Jean Claude Trichet, el azote

En agosto de 2008, cuando la crisis financiera mundial era más que obvia y en todo el mundo se afanaban en rebajar los tipos de interés, no se le ocurrió otra cosa al bueno de Jean Claude Trichet que subir los tipos de interés hasta el 4,25 %. Critiqué duramente esta medida, una forma más que curiosa de combatir la recesión y una inflación coyuntural que, en todo caso, era de oferta y no de demanda, por lo que poco podía hacerse subiendo tipos para contenerla.

Tuvimos que esperar a octubre, el desplome de la actividad y la quiebra de Lehman Brothers para que Trichet se cayera del burro y rebajara los tipos un raquítico medio punto, algo que no consiguió frenar la subida galopante del euribor y del paro. Nouriel Roubini, Robert Leonardi, Olivier Blanchard y Paul Krugman fueron algunas de las reputadas voces que cuestionaron, una vez más, la errática política monetaria europea.

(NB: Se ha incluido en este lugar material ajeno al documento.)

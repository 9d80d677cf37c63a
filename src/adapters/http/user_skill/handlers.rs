//! HTTP handlers and DTOs for the user skill association.

use std::sync::Arc;

use axum::{
    extract::{rejection::JsonRejection, rejection::PathRejection, Path, State},
    http::HeaderMap,
    response::Response,
    Json,
};
use serde::{Deserialize, Serialize};

use crate::adapters::http::correlation::request_metadata;
use crate::adapters::http::envelope::{created, ok, ApiError};
use crate::application::handlers::user_skill::{
    AddUserSkillCommand, AddUserSkillHandler, ListUserSkillsHandler, ListUserSkillsQuery,
    RemoveUserSkillCommand, RemoveUserSkillHandler,
};
use crate::domain::user::{Skill, UserSkill};
use crate::ports::EntityStore;

#[derive(Debug, Clone, Deserialize)]
#[serde(rename_all = "camelCase")]
pub struct UserSkillRequest {
    pub user_id: i64,
    pub skill_id: i64,
}

#[derive(Debug, Clone, Serialize)]
#[serde(rename_all = "camelCase")]
pub struct UserSkillResponse {
    pub user_id: i64,
    pub skill_id: i64,
}

impl From<UserSkill> for UserSkillResponse {
    fn from(link: UserSkill) -> Self {
        Self {
            user_id: link.user_id.value(),
            skill_id: link.skill_id.value(),
        }
    }
}

#[derive(Debug, Clone, Serialize)]
#[serde(rename_all = "camelCase")]
pub struct SkillResponse {
    pub id: i64,
    pub skill_name: String,
}

impl From<Skill> for SkillResponse {
    fn from(skill: Skill) -> Self {
        Self {
            id: skill.id.value(),
            skill_name: skill.name,
        }
    }
}

#[derive(Clone)]
pub struct UserSkillHandlers {
    add_handler: Arc<AddUserSkillHandler>,
    list_handler: Arc<ListUserSkillsHandler>,
    remove_handler: Arc<RemoveUserSkillHandler>,
}

impl UserSkillHandlers {
    pub fn new(store: &EntityStore) -> Self {
        Self {
            add_handler: Arc::new(AddUserSkillHandler::new(store.users.clone())),
            list_handler: Arc::new(ListUserSkillsHandler::new(store.users.clone())),
            remove_handler: Arc::new(RemoveUserSkillHandler::new(store.users.clone())),
        }
    }
}

/// POST /api/UserSkill/Add
pub async fn add_user_skill(
    State(handlers): State<UserSkillHandlers>,
    headers: HeaderMap,
    payload: Result<Json<UserSkillRequest>, JsonRejection>,
) -> Result<Response, ApiError> {
    let Json(req) = payload?;
    let link = handlers
        .add_handler
        .handle(
            AddUserSkillCommand {
                user_id: req.user_id,
                skill_id: req.skill_id,
            },
            request_metadata(&headers),
        )
        .await?;
    Ok(created(UserSkillResponse::from(link)))
}

/// GET /api/UserSkill/List/:userId
pub async fn list_user_skills(
    State(handlers): State<UserSkillHandlers>,
    id: Result<Path<i64>, PathRejection>,
) -> Result<Response, ApiError> {
    let Path(user_id) = id?;
    let skills = handlers
        .list_handler
        .handle(ListUserSkillsQuery { user_id })
        .await?;
    let response: Vec<SkillResponse> = skills.into_iter().map(SkillResponse::from).collect();
    Ok(ok(response))
}

/// DELETE /api/UserSkill/Remove/:userId/:skillId
pub async fn remove_user_skill(
    State(handlers): State<UserSkillHandlers>,
    headers: HeaderMap,
    ids: Result<Path<(i64, i64)>, PathRejection>,
) -> Result<Response, ApiError> {
    let Path((user_id, skill_id)) = ids?;
    handlers
        .remove_handler
        .handle(
            RemoveUserSkillCommand { user_id, skill_id },
            request_metadata(&headers),
        )
        .await?;
    Ok(ok("User skill removed successfully"))
}
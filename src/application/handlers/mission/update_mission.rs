//! UpdateMissionHandler - Command handler for overwriting mission fields.

use std::sync::Arc;

use tracing::info;

use super::get_mission::existing_mission_id;
use crate::domain::foundation::CommandMetadata;
use crate::domain::mission::{Mission, MissionDetails, MissionError};
use crate::ports::MissionRepository;

/// Command to overwrite the mutable fields of a mission.
#[derive(Debug, Clone)]
pub struct UpdateMissionCommand {
    pub mission_id: i64,
    pub details: MissionDetails,
}

/// Handler for mission updates.
pub struct UpdateMissionHandler {
    repository: Arc<dyn MissionRepository>,
}

impl UpdateMissionHandler {
    pub fn new(repository: Arc<dyn MissionRepository>) -> Self {
        Self { repository }
    }

    pub async fn handle(
        &self,
        cmd: UpdateMissionCommand,
        metadata: CommandMetadata,
    ) -> Result<Mission, MissionError> {
        let id = existing_mission_id(cmd.mission_id)?;

        // 1. Load mission
        let mut mission = self
            .repository
            .find_by_id(id)
            .await?
            .ok_or_else(|| MissionError::not_found(id))?;

        // 2. Apply and validate
        mission.update(cmd.details)?;

        // 3. Persist
        self.repository.update(&mission).await?;

        info!(
            mission_id = %id,
            correlation_id = metadata.correlation_id(),
            "Mission updated"
        );

        Ok(mission)
    }
}

#[cfg(test)]
mod tests {
    use super::*;
    use crate::adapters::memory::InMemoryEntityStore;
    use crate::domain::foundation::MissionId;

    #[tokio::test]
    async fn overwrites_fields_of_existing_mission() {
        let store = Arc::new(InMemoryEntityStore::new());
        let created = store
            .insert(&MissionDetails::new("Clean Beach", "Environment"))
            .await
            .unwrap();

        let handler = UpdateMissionHandler::new(store.clone());
        let updated = handler
            .handle(
                UpdateMissionCommand {
                    mission_id: created.id().value(),
                    details: MissionDetails::new("Clean River", "Environment"),
                },
                CommandMetadata::new(),
            )
            .await
            .unwrap();

        assert_eq!(updated.title(), "Clean River");
        let stored = store.find_by_id(created.id()).await.unwrap().unwrap();
        assert_eq!(stored.title(), "Clean River");
    }

    #[tokio::test]
    async fn unknown_mission_is_not_found() {
        let handler = UpdateMissionHandler::new(Arc::new(InMemoryEntityStore::new()));
        let err = handler
            .handle(
                UpdateMissionCommand {
                    mission_id: 5,
                    details: MissionDetails::new("Clean River", "Environment"),
                },
                CommandMetadata::new(),
            )
            .await
            .unwrap_err();

        assert_eq!(err, MissionError::NotFound(MissionId::from_raw(5)));
    }

    #[tokio::test]
    async fn invalid_details_leave_stored_mission_untouched() {
        let store = Arc::new(InMemoryEntityStore::new());
        let created = store
            .insert(&MissionDetails::new("Clean Beach", "Environment"))
            .await
            .unwrap();

        let handler = UpdateMissionHandler::new(store.clone());
        let err = handler
            .handle(
                UpdateMissionCommand {
                    mission_id: created.id().value(),
                    details: MissionDetails::new("Clean Beach", ""),
                },
                CommandMetadata::new(),
            )
            .await
            .unwrap_err();

        assert!(matches!(err, MissionError::ValidationFailed { .. }));
        let stored = store.find_by_id(created.id()).await.unwrap().unwrap();
        assert_eq!(stored.theme(), "Environment");
    }
}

Pues bien, no parece que en el BCE no quieren enterarse de qué va la cosa. Mientras que Krugman avisa, una vez más, de la poca conveniencia de subir tipos a corto o medio plazo, Trichet contraataca y suelta alegremente a través de su lacayo González-Páramo que los tipos de interés pueden subir en 2010 “aunque ello no convenga a países rezagados en recuperarse de la crisis, como España o Grecia. También llama Trichet a recortar gasto público, pues en caso contrario “los países podrían perder su credibilidad fiscal como consecuencia de los déficits presupuestarios” . Hablando de credibilidad, ¿qué credibilidad tiene este señor después de aquella subida de tipos al 4,25% en plena crisis?


Como bien anota Miguel Boyer, la sola idea de sugerir subidas de tipos en un contexto de decrecimiento del PIB, escalada del desempleo y, ante todo, de deflación, denotan un escaso instinto económico (yo, más bien apuntaría un preocupante analfabetismo económico o exacerbado dogmatismo neocón, o por qué no, ambas cosas). Pero aunque este hecho no es poco grave, más grosero si cabe es el manifiesto desprecio que muestra hacia España en unos momentos tan delicados, como si mereciésemos este castigo o bien no le importáramos un comino. Apunta Boyer una idea esperanzadora: Alemania no necesita precisamente en estos momentos una subida de tipos con una consiguiente apreciación del €uro que compromentan más la recuperación de su industria exportadora, y esto será lo que nos salve de la subida.

Los maníacos del control de la inflación incluso en periodos de manifiesta deflación, herederos de la trasnochada mentalidad del patrón oro, son muy dañinos para la economía real.